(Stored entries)

◇ ◇ ◇ ◇

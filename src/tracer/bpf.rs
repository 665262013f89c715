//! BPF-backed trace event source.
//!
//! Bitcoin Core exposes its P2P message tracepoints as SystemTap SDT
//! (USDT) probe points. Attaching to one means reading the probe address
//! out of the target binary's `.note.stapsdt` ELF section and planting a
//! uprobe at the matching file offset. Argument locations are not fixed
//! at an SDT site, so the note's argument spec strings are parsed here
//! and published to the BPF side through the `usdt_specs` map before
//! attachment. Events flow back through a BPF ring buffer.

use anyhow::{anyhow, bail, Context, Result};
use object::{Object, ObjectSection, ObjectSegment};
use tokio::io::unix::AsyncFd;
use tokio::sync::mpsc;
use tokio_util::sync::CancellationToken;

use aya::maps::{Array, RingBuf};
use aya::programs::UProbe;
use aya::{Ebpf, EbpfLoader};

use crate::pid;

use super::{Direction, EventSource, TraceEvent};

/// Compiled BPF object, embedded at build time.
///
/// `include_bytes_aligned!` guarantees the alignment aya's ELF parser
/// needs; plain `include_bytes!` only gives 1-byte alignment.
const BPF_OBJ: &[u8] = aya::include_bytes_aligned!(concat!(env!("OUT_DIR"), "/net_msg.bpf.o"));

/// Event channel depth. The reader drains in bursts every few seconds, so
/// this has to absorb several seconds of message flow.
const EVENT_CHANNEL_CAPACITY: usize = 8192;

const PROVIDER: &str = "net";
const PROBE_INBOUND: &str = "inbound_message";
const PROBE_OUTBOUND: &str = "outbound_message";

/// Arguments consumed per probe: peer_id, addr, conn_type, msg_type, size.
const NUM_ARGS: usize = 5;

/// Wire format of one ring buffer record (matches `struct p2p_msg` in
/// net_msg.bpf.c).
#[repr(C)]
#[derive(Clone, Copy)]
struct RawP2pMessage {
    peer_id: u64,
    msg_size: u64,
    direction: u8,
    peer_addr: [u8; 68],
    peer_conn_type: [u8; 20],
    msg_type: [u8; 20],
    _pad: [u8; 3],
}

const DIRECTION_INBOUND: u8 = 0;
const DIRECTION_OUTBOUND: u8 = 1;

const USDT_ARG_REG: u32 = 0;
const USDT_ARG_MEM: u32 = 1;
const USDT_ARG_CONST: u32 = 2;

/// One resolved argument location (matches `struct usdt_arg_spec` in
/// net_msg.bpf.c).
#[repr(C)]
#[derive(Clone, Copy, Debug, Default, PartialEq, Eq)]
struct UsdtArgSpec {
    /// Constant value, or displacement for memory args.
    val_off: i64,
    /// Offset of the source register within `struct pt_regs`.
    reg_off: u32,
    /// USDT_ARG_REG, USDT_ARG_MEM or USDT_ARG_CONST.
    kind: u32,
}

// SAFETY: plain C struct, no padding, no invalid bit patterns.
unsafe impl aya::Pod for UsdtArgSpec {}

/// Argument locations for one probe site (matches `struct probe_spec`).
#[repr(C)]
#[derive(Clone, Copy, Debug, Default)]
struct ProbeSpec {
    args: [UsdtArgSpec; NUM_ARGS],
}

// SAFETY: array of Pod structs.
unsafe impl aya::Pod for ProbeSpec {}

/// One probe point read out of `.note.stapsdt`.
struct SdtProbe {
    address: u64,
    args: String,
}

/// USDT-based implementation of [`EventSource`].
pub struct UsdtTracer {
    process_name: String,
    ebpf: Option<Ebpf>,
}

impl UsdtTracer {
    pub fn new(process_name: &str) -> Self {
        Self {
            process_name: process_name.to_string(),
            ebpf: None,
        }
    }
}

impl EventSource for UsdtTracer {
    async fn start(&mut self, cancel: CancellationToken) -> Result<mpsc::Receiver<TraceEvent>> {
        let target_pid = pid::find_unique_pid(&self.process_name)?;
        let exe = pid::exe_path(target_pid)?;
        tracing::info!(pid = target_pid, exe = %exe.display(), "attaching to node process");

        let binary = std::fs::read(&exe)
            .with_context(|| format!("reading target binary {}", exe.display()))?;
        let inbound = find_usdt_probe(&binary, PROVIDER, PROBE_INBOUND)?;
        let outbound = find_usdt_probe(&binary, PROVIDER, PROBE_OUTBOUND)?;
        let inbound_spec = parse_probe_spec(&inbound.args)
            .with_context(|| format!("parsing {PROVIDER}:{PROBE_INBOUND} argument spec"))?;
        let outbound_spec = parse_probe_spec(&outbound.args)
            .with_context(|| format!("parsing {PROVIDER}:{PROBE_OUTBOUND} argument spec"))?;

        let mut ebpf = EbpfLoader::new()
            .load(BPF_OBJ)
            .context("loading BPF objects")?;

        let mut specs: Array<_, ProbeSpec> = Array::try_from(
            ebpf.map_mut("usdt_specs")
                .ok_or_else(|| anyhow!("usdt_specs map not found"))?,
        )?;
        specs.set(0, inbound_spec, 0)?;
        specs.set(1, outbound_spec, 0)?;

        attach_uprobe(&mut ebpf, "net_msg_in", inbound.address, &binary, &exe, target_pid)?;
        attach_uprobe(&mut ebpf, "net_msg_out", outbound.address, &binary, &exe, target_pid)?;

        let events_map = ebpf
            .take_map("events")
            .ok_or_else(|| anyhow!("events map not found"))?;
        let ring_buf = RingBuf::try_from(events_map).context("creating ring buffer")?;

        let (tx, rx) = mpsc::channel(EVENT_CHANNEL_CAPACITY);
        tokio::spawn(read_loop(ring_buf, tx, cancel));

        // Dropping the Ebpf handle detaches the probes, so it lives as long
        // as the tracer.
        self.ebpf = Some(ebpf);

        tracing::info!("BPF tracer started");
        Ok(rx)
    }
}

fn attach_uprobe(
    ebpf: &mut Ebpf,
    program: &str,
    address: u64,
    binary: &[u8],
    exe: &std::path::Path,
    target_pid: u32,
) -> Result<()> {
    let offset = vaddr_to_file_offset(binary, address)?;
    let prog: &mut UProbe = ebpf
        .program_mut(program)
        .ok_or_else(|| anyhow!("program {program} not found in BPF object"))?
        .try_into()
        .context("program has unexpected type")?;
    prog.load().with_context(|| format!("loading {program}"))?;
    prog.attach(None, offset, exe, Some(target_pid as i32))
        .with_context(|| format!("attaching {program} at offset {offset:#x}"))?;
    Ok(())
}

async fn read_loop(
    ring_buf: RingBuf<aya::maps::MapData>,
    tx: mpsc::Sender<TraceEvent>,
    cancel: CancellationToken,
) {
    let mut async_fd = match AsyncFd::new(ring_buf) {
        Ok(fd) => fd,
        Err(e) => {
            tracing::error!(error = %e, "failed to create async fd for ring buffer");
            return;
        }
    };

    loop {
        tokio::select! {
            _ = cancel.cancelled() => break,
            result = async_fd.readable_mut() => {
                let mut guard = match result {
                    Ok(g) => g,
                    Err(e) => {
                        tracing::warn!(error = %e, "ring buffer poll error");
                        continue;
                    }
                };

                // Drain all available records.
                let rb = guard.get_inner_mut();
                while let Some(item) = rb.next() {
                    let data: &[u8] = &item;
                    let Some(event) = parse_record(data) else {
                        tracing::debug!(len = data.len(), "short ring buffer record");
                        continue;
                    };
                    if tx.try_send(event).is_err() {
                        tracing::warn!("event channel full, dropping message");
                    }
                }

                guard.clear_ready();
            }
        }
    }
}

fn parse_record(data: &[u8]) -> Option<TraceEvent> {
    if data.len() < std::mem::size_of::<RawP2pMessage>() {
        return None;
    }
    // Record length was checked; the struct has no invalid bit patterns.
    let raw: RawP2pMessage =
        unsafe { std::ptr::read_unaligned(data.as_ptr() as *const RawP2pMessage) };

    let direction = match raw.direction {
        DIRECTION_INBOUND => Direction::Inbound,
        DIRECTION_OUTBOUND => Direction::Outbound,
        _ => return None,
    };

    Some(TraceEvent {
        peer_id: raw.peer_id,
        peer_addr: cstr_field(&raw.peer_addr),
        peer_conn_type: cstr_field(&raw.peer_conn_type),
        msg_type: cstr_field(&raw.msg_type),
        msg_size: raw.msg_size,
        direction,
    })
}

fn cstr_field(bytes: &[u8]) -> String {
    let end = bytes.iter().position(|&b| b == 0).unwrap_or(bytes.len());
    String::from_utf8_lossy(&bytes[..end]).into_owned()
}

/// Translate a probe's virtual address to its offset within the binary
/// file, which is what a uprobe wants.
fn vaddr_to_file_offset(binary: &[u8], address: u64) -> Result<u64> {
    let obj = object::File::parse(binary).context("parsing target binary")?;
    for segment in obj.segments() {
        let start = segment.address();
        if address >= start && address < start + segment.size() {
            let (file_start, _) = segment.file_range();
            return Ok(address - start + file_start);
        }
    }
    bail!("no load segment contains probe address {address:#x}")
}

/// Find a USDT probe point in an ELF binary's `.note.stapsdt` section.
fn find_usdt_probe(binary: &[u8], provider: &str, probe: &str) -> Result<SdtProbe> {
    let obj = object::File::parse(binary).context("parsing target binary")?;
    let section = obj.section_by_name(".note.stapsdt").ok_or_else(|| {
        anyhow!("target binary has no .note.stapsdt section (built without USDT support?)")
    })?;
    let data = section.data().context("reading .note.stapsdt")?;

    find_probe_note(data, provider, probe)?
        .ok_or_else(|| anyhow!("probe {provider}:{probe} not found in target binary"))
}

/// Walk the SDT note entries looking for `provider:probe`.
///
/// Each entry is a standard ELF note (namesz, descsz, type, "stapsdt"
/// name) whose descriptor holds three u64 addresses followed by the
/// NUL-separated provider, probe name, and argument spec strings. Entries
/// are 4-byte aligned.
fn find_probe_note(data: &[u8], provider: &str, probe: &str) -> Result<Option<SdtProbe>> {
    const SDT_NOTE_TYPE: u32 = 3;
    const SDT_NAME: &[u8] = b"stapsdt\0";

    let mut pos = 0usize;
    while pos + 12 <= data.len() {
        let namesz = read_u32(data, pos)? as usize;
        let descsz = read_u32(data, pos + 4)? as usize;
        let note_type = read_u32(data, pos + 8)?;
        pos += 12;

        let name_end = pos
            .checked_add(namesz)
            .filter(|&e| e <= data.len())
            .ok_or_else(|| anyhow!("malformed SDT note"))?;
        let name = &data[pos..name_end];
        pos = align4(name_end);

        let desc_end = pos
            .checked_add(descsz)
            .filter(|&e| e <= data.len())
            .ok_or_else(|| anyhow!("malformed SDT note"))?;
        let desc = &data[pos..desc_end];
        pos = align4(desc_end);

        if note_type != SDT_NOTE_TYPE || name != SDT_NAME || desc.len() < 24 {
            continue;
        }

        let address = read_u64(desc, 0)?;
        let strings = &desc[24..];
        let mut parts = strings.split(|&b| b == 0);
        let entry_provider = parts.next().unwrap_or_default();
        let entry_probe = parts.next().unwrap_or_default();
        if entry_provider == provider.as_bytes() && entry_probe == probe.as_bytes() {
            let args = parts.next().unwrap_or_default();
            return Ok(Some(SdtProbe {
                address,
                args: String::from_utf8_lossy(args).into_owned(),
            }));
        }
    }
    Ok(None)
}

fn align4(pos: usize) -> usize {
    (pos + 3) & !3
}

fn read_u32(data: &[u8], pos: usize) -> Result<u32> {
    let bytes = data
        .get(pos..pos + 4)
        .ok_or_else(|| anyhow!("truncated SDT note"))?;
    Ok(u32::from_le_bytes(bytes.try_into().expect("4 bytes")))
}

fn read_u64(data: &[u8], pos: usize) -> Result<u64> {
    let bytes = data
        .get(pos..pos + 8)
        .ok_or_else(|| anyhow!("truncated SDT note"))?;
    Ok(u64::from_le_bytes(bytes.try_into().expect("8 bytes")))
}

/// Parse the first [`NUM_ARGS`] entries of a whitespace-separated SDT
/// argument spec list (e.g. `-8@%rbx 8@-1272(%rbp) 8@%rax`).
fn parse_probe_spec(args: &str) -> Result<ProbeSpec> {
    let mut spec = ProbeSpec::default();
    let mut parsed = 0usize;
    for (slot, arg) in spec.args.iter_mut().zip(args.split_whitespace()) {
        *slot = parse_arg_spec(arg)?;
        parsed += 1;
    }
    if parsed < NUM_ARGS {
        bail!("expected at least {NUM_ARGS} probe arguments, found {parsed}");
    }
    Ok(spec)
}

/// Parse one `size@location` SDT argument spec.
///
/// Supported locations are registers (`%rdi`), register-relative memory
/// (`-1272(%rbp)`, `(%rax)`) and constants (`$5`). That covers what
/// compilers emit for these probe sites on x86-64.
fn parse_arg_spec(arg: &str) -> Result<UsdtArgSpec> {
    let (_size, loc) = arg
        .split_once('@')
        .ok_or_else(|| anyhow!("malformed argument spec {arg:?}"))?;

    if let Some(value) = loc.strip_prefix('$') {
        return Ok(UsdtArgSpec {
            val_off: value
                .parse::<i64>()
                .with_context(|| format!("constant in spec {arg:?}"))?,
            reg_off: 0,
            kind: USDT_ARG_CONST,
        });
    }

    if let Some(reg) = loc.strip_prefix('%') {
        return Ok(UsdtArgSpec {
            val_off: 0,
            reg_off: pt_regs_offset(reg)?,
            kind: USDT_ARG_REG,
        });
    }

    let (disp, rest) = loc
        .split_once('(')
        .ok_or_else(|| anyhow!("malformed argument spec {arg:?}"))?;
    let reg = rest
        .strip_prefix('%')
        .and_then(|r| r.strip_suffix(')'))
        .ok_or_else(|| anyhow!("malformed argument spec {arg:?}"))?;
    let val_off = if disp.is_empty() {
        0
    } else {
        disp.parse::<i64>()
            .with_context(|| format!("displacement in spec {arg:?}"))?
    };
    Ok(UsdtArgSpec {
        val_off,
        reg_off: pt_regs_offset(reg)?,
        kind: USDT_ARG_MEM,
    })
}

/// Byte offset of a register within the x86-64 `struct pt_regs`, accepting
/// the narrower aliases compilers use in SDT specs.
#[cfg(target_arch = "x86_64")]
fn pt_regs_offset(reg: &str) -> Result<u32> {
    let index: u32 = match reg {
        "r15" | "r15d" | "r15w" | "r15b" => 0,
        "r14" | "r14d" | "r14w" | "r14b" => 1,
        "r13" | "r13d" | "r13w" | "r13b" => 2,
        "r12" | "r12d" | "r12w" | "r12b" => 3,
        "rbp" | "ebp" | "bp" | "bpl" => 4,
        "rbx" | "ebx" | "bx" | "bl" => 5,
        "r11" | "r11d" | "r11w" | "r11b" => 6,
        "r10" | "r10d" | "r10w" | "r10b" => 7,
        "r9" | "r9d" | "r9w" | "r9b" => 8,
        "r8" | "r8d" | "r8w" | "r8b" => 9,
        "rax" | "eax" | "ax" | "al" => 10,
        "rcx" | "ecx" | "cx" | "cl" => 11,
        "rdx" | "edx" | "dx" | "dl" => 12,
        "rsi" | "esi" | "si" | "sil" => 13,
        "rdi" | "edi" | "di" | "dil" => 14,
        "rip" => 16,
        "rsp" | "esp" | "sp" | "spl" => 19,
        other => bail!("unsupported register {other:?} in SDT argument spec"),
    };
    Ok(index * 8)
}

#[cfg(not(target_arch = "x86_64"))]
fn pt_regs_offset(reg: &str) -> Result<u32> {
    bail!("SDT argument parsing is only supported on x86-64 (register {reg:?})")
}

◇ ◇ ◇ ◇

> [Problem description] Your answer should be all lines from the data that contain "EbpfLoader".

> [Response to this exercise]
use aya::{Ebpf, EbpfLoader};
        let mut ebpf = EbpfLoader::new()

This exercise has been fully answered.